— Work required —
In the lines below, count those containing the word "Option" and give the number alone.

[Raw data Boundary: Start]

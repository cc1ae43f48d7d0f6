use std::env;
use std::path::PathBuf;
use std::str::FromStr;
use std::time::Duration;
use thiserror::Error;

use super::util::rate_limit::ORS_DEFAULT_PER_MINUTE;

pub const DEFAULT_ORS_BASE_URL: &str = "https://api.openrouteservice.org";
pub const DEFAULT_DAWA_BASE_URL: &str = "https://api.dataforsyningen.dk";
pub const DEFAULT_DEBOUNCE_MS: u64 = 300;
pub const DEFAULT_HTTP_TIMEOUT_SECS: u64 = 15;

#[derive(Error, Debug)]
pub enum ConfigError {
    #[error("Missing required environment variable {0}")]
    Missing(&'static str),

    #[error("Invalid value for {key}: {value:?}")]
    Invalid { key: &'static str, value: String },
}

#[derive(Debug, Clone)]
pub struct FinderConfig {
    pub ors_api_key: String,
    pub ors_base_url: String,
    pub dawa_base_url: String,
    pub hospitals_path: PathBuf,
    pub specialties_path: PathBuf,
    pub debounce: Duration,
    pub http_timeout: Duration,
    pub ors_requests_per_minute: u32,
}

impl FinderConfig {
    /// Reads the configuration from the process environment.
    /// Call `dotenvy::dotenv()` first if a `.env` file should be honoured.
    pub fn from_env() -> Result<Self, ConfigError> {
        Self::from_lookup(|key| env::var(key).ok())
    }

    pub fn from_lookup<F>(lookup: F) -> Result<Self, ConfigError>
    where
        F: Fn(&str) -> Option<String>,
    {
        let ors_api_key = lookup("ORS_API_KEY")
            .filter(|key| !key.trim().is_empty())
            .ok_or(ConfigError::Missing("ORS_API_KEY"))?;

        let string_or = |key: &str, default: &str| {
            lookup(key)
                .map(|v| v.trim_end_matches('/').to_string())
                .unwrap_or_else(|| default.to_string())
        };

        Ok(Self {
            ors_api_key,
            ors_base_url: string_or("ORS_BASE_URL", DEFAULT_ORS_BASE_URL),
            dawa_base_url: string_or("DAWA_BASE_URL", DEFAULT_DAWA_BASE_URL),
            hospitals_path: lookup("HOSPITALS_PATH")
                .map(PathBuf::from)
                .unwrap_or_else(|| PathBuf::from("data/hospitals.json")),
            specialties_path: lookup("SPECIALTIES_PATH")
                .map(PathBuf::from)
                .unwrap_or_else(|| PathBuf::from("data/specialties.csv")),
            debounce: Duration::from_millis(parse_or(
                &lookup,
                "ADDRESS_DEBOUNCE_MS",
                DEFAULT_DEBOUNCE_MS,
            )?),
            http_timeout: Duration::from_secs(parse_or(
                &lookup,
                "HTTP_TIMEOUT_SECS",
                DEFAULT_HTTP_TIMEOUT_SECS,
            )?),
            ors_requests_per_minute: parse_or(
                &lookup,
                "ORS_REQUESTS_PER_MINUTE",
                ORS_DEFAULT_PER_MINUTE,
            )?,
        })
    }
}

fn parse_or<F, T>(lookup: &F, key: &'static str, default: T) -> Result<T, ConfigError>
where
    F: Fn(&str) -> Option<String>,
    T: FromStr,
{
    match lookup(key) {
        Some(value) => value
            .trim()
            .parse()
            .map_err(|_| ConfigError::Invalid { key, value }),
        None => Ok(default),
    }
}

[Raw data Boundary: End]

— Response —
2